**What you are asked to do**. Determine the number of lines in these entries that hold the word "chart". Give the number and nothing more.
..........
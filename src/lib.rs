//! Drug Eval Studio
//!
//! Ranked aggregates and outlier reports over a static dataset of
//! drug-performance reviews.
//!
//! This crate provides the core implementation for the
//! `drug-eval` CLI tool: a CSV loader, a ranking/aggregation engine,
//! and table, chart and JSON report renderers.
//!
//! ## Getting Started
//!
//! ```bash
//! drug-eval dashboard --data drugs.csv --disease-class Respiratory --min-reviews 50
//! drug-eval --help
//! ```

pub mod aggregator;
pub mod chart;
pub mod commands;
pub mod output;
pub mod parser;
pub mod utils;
..........
**Task answer**. 2